Huntington’s Disease is caused by inheritance of an expanded DNA repeat in exon 1 of the Huntingtin (HTT) gene. In unaffected individuals, a repeated triplet of the DNA letters “CAG” appears less than 35 times within this gene, typically in the range of 17 to 20 times for most people. People who inherited an allele with 36 or more copies of this CAG triplet are at high risk for Huntington’s Disease, with the age of symptomatic onset strongly predicted by the length of the inherited repeat (the longer the repeat, the earlier symptom onset occurs).

It has been known that this DNA repeat is not only variable across individuals, but that in individuals that inherit a long repeat, the repeat will then be unstable across a person’s lifetime, with a propensity for the repeat to expand somatically with age. The degree of somatic expansion had been observed to differ between different tissues and across different regions of the brain.

In our recent work on Huntington’s Disease, we generated high-resolution data on the amount of somatic expansion of this DNA repeat in individuals neurons in the human brain. We found that somatic expansion is dramatic, with some neurons reaching repeat lengths of up to 1000 CAG units. In every patient, however, the majority of the neurons were always observed to have more modest expansion (up to 80 or so CAG units) with only a minority exhibiting very long expansions. The evidence also suggests that the neurons with the really long expansions are lost as the disease progresses.

We combined these insights and this high-resolution data to construct mathematical models and simulations to explain the observed data and to better understand the temporal dynamics of the somatic repeat expansion in the striatal projection neurons in the anterior caudate, one of the most vulnerable types of neuronons in Huntington’s Disease.

Distribution of SPN CAG repeat lengths

The first plot shows the observed distribution of the repeat lengths from individual neurons from the brain of one Huntington’s Disease patient (black) as the results of fitting these models to the observed data (orange). Although the model is fit to a single timepoint at which we measured the patient’s brain tissue, the models predict the entire temporal dynamics of the process, from birth onwards, based on the data from this single donor. This is shown in the animated simulation in the second figure, where each dot represent the somatic expansion of a single neuron from among the population of neuron’s in the pathttps://mccarrolllab.org/dna_repeat_expansion_simulations/?preview=trueient’s caudate.
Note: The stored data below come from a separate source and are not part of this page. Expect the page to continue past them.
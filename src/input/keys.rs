//! Keyboard events and their canonical lookup tokens.
//!
//! A raw [`KeyEvent`] is turned into a [`KeyToken`] by a [`Canonicalizer`].
//! Two conventions exist because the two key tables were written against two
//! different spellings:
//!
//! - [`Convention::Strict`]: `alt-` prefix, then the key name lower-cased
//!   (`j`, `alt-l`, `escape`).
//! - [`Convention::Transparent`]: `ctrl-` then `alt-` prefixes, then the key
//!   name as the host reports it (`G`, `Enter`, `alt-H`, `ctrl- `).
//!
//! Both share one escape alias table, so every spelling the host produces for
//! the escape key canonicalizes to the single token `escape`.
//!
//! # Example
//!
//! ```
//! use vimflowy::input::keys::{Canonicalizer, Convention, KeyEvent};
//!
//! let strict = Canonicalizer::new(Convention::Strict);
//! let transparent = Canonicalizer::new(Convention::Transparent);
//!
//! let event: KeyEvent = "G".parse().unwrap();
//! assert_eq!(strict.token(&event).as_str(), "g");
//! assert_eq!(transparent.token(&event).as_str(), "G");
//!
//! let esc: KeyEvent = "ctrl-[".parse().unwrap();
//! assert_eq!(strict.token(&esc).as_str(), "escape");
//! ```

use serde::{Deserialize, Serialize};
use std::fmt;
use std::str::FromStr;
use termion::event::Key;
use thiserror::Error;

/// Token every escape alias resolves to.
pub const ESCAPE: &str = "escape";

/// Spellings of the escape key seen from the host.
pub const DEFAULT_ESCAPE_ALIASES: [&str; 3] = ["Escape", "Esc", "ctrl-["];

/// Modifier flags held during a key press.
///
/// # Fields
///
/// * `ctrl` - Control held
/// * `alt` - Alt (Option) held
/// * `shift` - Shift held; tokens carry it only through the key's case
/// * `meta` - Meta (Command) held; never part of a token
#[derive(Debug, Clone, Copy, PartialEq, Eq, Default, Serialize, Deserialize)]
pub struct Modifiers {
    pub ctrl: bool,
    pub alt: bool,
    pub shift: bool,
    pub meta: bool,
}

impl Modifiers {
    /// True when any modifier is held.
    pub fn any(&self) -> bool {
        self.ctrl || self.alt || self.shift || self.meta
    }
}

/// A key press as delivered by the host surface.
#[derive(Debug, Clone, PartialEq, Eq, Default, Serialize, Deserialize)]
pub struct KeyEvent {
    /// Host key name (`j`, `G`, `Enter`, `Escape`, `Dead`, ...). May be empty
    /// when the host could not name the key.
    pub key: String,
    /// Modifiers held with the key.
    pub modifiers: Modifiers,
}

impl KeyEvent {
    /// A press of `key` with no modifiers. Chain [`KeyEvent::ctrl`] and
    /// friends to add some.
    ///
    /// # Example
    ///
    /// ```
    /// use vimflowy::input::KeyEvent;
    ///
    /// let event = KeyEvent::new("k").ctrl();
    /// assert_eq!(event, "ctrl-k".parse::<KeyEvent>().unwrap());
    /// ```
    pub fn new(key: impl Into<String>) -> Self {
        Self {
            key: key.into(),
            modifiers: Modifiers::default(),
        }
    }

    /// Adds Control.
    pub fn ctrl(mut self) -> Self {
        self.modifiers.ctrl = true;
        self
    }

    /// Adds Alt.
    pub fn alt(mut self) -> Self {
        self.modifiers.alt = true;
        self
    }

    /// Adds Shift. The key name is left as given.
    pub fn shift(mut self) -> Self {
        self.modifiers.shift = true;
        self
    }

    /// Adds Meta.
    pub fn meta(mut self) -> Self {
        self.modifiers.meta = true;
        self
    }

    /// True for key-downs of a bare modifier (`Shift`, `Control`, ...).
    pub fn is_modifier_key(&self) -> bool {
        matches!(
            self.key.as_str(),
            "Shift" | "Control" | "Alt" | "AltGraph" | "Meta" | "CapsLock" | "OS"
        )
    }

    /// Host-style spelling with `ctrl-` and `alt-` prefixes and the key name
    /// untouched.
    fn prefixed(&self) -> String {
        let mut raw = String::with_capacity(self.key.len() + 9);
        if self.modifiers.ctrl {
            raw.push_str("ctrl-");
        }
        if self.modifiers.alt {
            raw.push_str("alt-");
        }
        raw.push_str(&self.key);
        raw
    }
}

/// Error parsing a key description such as `ctrl-k` or `shift-Tab`.
#[derive(Debug, Clone, PartialEq, Eq, Error)]
pub enum KeyParseError {
    #[error("empty key description")]
    Empty,
    #[error("'{0}' names modifiers but no key")]
    MissingKey(String),
}

impl FromStr for KeyEvent {
    type Err = KeyParseError;

    /// Parses `[ctrl-][alt-][shift-][meta-]<key>`.
    ///
    /// `space` stands for `" "`. A single upper-case letter implies shift.
    fn from_str(s: &str) -> Result<Self, Self::Err> {
        if s.is_empty() {
            return Err(KeyParseError::Empty);
        }

        let mut modifiers = Modifiers::default();
        let mut rest = s;
        loop {
            // "ctrl--" is ctrl plus the minus key
            if rest.len() <= 1 {
                break;
            }
            if let Some(r) = rest.strip_prefix("ctrl-") {
                modifiers.ctrl = true;
                rest = r;
            } else if let Some(r) = rest.strip_prefix("alt-") {
                modifiers.alt = true;
                rest = r;
            } else if let Some(r) = rest.strip_prefix("shift-") {
                modifiers.shift = true;
                rest = r;
            } else if let Some(r) = rest.strip_prefix("meta-") {
                modifiers.meta = true;
                rest = r;
            } else {
                break;
            }
        }

        if rest.is_empty() {
            return Err(KeyParseError::MissingKey(s.to_string()));
        }

        let key = if rest == "space" { " " } else { rest };
        let mut chars = key.chars();
        if let (Some(c), None) = (chars.next(), chars.next()) {
            if c.is_uppercase() {
                modifiers.shift = true;
            }
        }

        Ok(Self {
            key: key.to_string(),
            modifiers,
        })
    }
}

impl From<Key> for KeyEvent {
    /// Maps a terminal key to the names a browser host would report.
    fn from(key: Key) -> Self {
        let named = |name: &str| KeyEvent::new(name);
        let char_event = |c: char| {
            let event = KeyEvent::new(c.to_string());
            if c.is_uppercase() {
                event.shift()
            } else {
                event
            }
        };

        match key {
            Key::Char('\n') => named("Enter"),
            Key::Char('\t') => named("Tab"),
            Key::BackTab => named("Tab").shift(),
            Key::Char(c) => char_event(c),
            Key::Ctrl(c) => char_event(c).ctrl(),
            Key::Alt('\r') | Key::Alt('\n') => named("Enter").alt(),
            Key::Alt(c) => char_event(c).alt(),
            Key::Esc => named("Escape"),
            Key::Backspace => named("Backspace"),
            Key::Delete => named("Delete"),
            Key::Left => named("ArrowLeft"),
            Key::Right => named("ArrowRight"),
            Key::Up => named("ArrowUp"),
            Key::Down => named("ArrowDown"),
            Key::ShiftLeft => named("ArrowLeft").shift(),
            Key::ShiftRight => named("ArrowRight").shift(),
            Key::ShiftUp => named("ArrowUp").shift(),
            Key::ShiftDown => named("ArrowDown").shift(),
            Key::AltLeft => named("ArrowLeft").alt(),
            Key::AltRight => named("ArrowRight").alt(),
            Key::CtrlLeft => named("ArrowLeft").ctrl(),
            Key::CtrlRight => named("ArrowRight").ctrl(),
            Key::Home => named("Home"),
            Key::End => named("End"),
            Key::PageUp => named("PageUp"),
            Key::PageDown => named("PageDown"),
            Key::Insert => named("Insert"),
            Key::F(n) => named(&format!("F{}", n)),
            // terminals deliver ctrl-space as NUL
            Key::Null => named(" ").ctrl(),
            _ => KeyEvent::default(),
        }
    }
}

/// Canonical lookup key for one key press.
#[derive(Debug, Clone, PartialEq, Eq, Hash, Serialize, Deserialize)]
pub struct KeyToken(String);

impl KeyToken {
    pub fn as_str(&self) -> &str {
        &self.0
    }

    pub fn is_empty(&self) -> bool {
        self.0.is_empty()
    }
}

impl From<&str> for KeyToken {
    fn from(token: &str) -> Self {
        Self(token.to_string())
    }
}

impl fmt::Display for KeyToken {
    fn fmt(&self, f: &mut fmt::Formatter<'_>) -> fmt::Result {
        f.write_str(&self.0)
    }
}

/// One or more tokens pressed in succession (`gg`, `d$`, `jk`).
#[derive(Debug, Clone, PartialEq, Eq, Hash, Serialize, Deserialize)]
pub struct KeySequence(Vec<KeyToken>);

impl KeySequence {
    pub fn single(token: impl Into<KeyToken>) -> Self {
        Self(vec![token.into()])
    }

    /// One token per character: `KeySequence::chars("d$")` is `d` then `$`.
    pub fn chars(keys: &str) -> Self {
        Self(keys.chars().map(|c| KeyToken(c.to_string())).collect())
    }

    pub fn tokens(&self) -> &[KeyToken] {
        &self.0
    }

    pub fn len(&self) -> usize {
        self.0.len()
    }

    pub fn is_empty(&self) -> bool {
        self.0.is_empty()
    }
}

impl From<&str> for KeySequence {
    fn from(token: &str) -> Self {
        Self::single(token)
    }
}

impl From<&[KeyToken]> for KeySequence {
    fn from(tokens: &[KeyToken]) -> Self {
        Self(tokens.to_vec())
    }
}

impl fmt::Display for KeySequence {
    fn fmt(&self, f: &mut fmt::Formatter<'_>) -> fmt::Result {
        for token in &self.0 {
            write!(f, "{}", token)?;
        }
        Ok(())
    }
}

/// Token spelling a table was written against.
#[derive(Debug, Clone, Copy, PartialEq, Eq, Serialize, Deserialize)]
pub enum Convention {
    Strict,
    Transparent,
}

/// Turns key events into tokens under one [`Convention`].
///
/// The same event always yields the same token. An event with an empty key
/// name yields the empty token, which no table binds.
#[derive(Debug, Clone)]
pub struct Canonicalizer {
    convention: Convention,
    escape_aliases: Vec<String>,
}

impl Canonicalizer {
    pub fn new(convention: Convention) -> Self {
        Self::with_escape_aliases(convention, DEFAULT_ESCAPE_ALIASES.iter().copied())
    }

    pub fn with_escape_aliases<I, S>(convention: Convention, aliases: I) -> Self
    where
        I: IntoIterator<Item = S>,
        S: Into<String>,
    {
        Self {
            convention,
            escape_aliases: aliases.into_iter().map(Into::into).collect(),
        }
    }

    pub fn token(&self, event: &KeyEvent) -> KeyToken {
        if event.key.is_empty() {
            return KeyToken(String::new());
        }

        let prefixed = event.prefixed();
        if self.escape_aliases.iter().any(|alias| *alias == prefixed) {
            return KeyToken(ESCAPE.to_string());
        }

        match self.convention {
            Convention::Strict => {
                let prefix = if event.modifiers.alt { "alt-" } else { "" };
                KeyToken(format!("{}{}", prefix, event.key.to_lowercase()))
            }
            Convention::Transparent => KeyToken(prefixed),
        }
    }
}

#[cfg(test)]
mod tests {
    use super::*;

    fn key(s: &str) -> KeyEvent {
        s.parse().unwrap()
    }

    #[test]
    fn test_strict_lowercases_and_prefixes_alt_only() {
        let c = Canonicalizer::new(Convention::Strict);
        assert_eq!(c.token(&key("J")).as_str(), "j");
        assert_eq!(c.token(&key("alt-l")).as_str(), "alt-l");
        assert_eq!(c.token(&key("ctrl-k")).as_str(), "k");
    }

    #[test]
    fn test_transparent_keeps_case_and_ctrl() {
        let c = Canonicalizer::new(Convention::Transparent);
        assert_eq!(c.token(&key("ctrl-k")).as_str(), "ctrl-k");
        assert_eq!(c.token(&key("alt-H")).as_str(), "alt-H");
        assert_eq!(c.token(&key("ctrl-space")).as_str(), "ctrl- ");
        assert_eq!(c.token(&key("Enter")).as_str(), "Enter");
    }

    #[test]
    fn test_escape_aliases_share_one_token() {
        for convention in [Convention::Strict, Convention::Transparent] {
            let c = Canonicalizer::new(convention);
            for alias in ["Escape", "Esc", "ctrl-["] {
                assert_eq!(c.token(&key(alias)).as_str(), ESCAPE, "{alias}");
            }
        }
    }

    #[test]
    fn test_empty_key_is_empty_token() {
        let c = Canonicalizer::new(Convention::Strict);
        let mut event = KeyEvent::default();
        event.modifiers.alt = true;
        assert!(c.token(&event).is_empty());
    }

    #[test]
    fn test_parse_modifiers() {
        let event = key("ctrl-alt-x");
        assert!(event.modifiers.ctrl && event.modifiers.alt);
        assert_eq!(event.key, "x");
        assert!(key("G").modifiers.shift);
        assert_eq!(key("ctrl--").key, "-");
        assert_eq!("".parse::<KeyEvent>(), Err(KeyParseError::Empty));
    }

    #[test]
    fn test_termion_keys() {
        assert_eq!(KeyEvent::from(Key::Esc).key, "Escape");
        assert_eq!(KeyEvent::from(Key::Char('\n')).key, "Enter");
        let alt = KeyEvent::from(Key::Alt('L'));
        assert!(alt.modifiers.alt && alt.modifiers.shift);
        assert_eq!(alt.key, "L");
    }

    #[test]
    fn test_sequence_display() {
        assert_eq!(KeySequence::chars("d$").to_string(), "d$");
        assert_eq!(KeySequence::chars("gg").len(), 2);
    }
}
Effect of inherited CAG-repeat length

Using a model of somatic expansion fitted to a single patient, it is possible to ask how the model for the expansion dynamics would change under the assumption that the patient has been born with a CAG allele of a different length. The plots below show how the trajectory of disease progression would be predicted to change for one typical donor given four different assumptions about their inherited CAG allele length, along with animations illustrating the dynamic somatic expansion process for each of these hypothetical scenarios.

 

Dynamics of dSPN and iSPN somatic repeat expansion and loss

There are two main subtypes of striatal projection neurons (SPNs) found in the caudate. Direct pathway SPNs (dSPNs) project axons to the interface between the basal ganglia and the rest of the brain, whereas the indirect pathway SPNs (iSPNs) project axons only within the basal ganglia, thus connecting indirectly to the rest of the brain. It has been observed that the indirect pathway SPNs appear to be lost somewhat earlier than direct SPNs during Huntington’s disease.

Based on our experimental data, we modeled the difference in the dynamics of the repeat expansion between direct and indirect SPNs.

The plot above shows the model of the difference in survival of these two types of neurons over time, based on the data from one patient. The animation shows the relative rates of somatic expansion in these two types of cells via a simulation of the somatic expansion process.